O pesquisador Luiz Cezar Vieira Tavares, também da Embrapa-Soja, afirma que o produtor rural pode esperar uma liquidez maior dos novos materiais de trigo. “Isto significa que os cultivares estão mais eficientes na redução dos custos de produção, principalmente com a questão dos fungicidas. A preocupação é atender o mercado, tanto industrial, que quer qualidade, como para o produtor, que quer produtividade e resistência às doenças”, explica Tavares.

Opções diferenciadas – Para o melhorista da Coodetec, Francisco de Assis Franco, o Paraná e o Rio Grande do Sul são “exportadores” de trigo para os outros estados brasileiros. “Nós temos que pensar e produzir trigo e dar opções para as diferentes necessidades do mercado. Hoje é co-locado no mercado um número maior de variedades melhora-dores, como opção para o nosso produtor, para uso tanto para a panificação, ou para melhorar a qualidade daqueles trigos pão que não chegou ao ponto devido a problemas climáticos regionais”, salienta. O pesquisador destaca, ainda, que o trabalho da Coodetec também visa o desenvolvimento de cultivares específicas para macarrão.

Germinação na espiga – A chuva na colheita é uma das principais preocupações da OR Sementes/Biotrigo Genética. O pesquisador Otoni Rosa Filho informa que existe uma deficiência no mercado para materiais com tolerância à germinação na espiga. “O trigo não pode virar ração com a chuva na hora da colheita. Por isso, investimos em segurança para o produtor rural, buscando materiais que expressem tolerância à germinação na espiga”, confirma Rosa Filho.

Pulverizadores bem regulados

Entrepostos da Coamo em Toledo e Iretama promovem eventos de vistoria técnica e auxiliam cooperados para a revisão do implemento

Em parceria com a Du Pont, o entreposto da Coamo em Toledo (Oeste do Paraná) realizou no dia 15 de setembro uma vistoria técnica em sete pulverizadores da região do distrito de Dois Irmãos. A avaliação foi estabelecida como estratégia dentro das ações regionais do Programa Coamo de Tecnologia de Aplicação de Defensivos Agrícolas (TA). Oito comunidades do município foram atendidas pelo programa.

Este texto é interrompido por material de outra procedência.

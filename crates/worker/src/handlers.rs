//! Demo job handlers, grounded in the reference worker's handler set (`demo_ok`, `fail_me`,
//! `email_send`). These exist to exercise the engine end-to-end, not as production handlers.

use jobflow::{Job, JobError};
use serde_json::{json, Value};
use tracing::info;

pub async fn demo_ok(mut job: Job) -> Result<Value, JobError> {
    info!(job = job.name(), id = %job.id(), "demo_ok running");
    job.touch(Some(100)).await.ok();
    Ok(json!({ "ran_at": chrono::Utc::now().to_rfc3339() }))
}

pub async fn fail_me(job: Job) -> Result<Value, JobError> {
    info!(job = job.name(), id = %job.id(), "fail_me running");
    Err(JobError::Handler("fail_me always fails".into()))
}

pub async fn email_send(job: Job) -> Result<Value, JobError> {
    let to = job.record.data.get("to").and_then(|v| v.as_str()).unwrap_or("unknown");
    info!(job = job.name(), id = %job.id(), to, "sending email");
    Ok(json!({ "to": to, "sent": true }))
}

Em Dois Irmãos, os técnicos analisaram as condições de conservação e funcionamento de 27 itens dos pulverizadores. A partir da vistoria é gerado um relatório mostrando a situação em que se encontra a máquina e as correções a serem feitas no implemento. “Nossa proposta é melhorar a eficiência da aplicação dos defensivos agrícolas, buscando o máximo do potencial produtivo das lavouras e evitando desperdício do produto e a contaminação do meio ambiente”, explica o agrônomo Wagner Custódio, responsável pelo Detec da Coamo em Toledo.

Iretama – Outra região que contou com as vistorias foi Iretama, no Centro-Oeste do Paraná. Foram realizados em comunidades do município três eventos de avaliação das condições de trabalho dos pulverizadores. Além dos cooperados de Iretama, também participaram do treinamento produtores de Nova Tebas e Marilu, num total de 30 pessoas. “A partir deste trabalho o cooperado tem condições de decidir sobre a melhor forma de investir na qualidade do seu equipamento, minimizando perdas e otimizando os recursos utilizados para produzir, com o objetivo de melhorar a sua própria rentabilidade e a qualidade de vida da sua família”, destaca o agrônomo Valdecir Bettanin, responsável pelo Detec da Coamo em Iretama.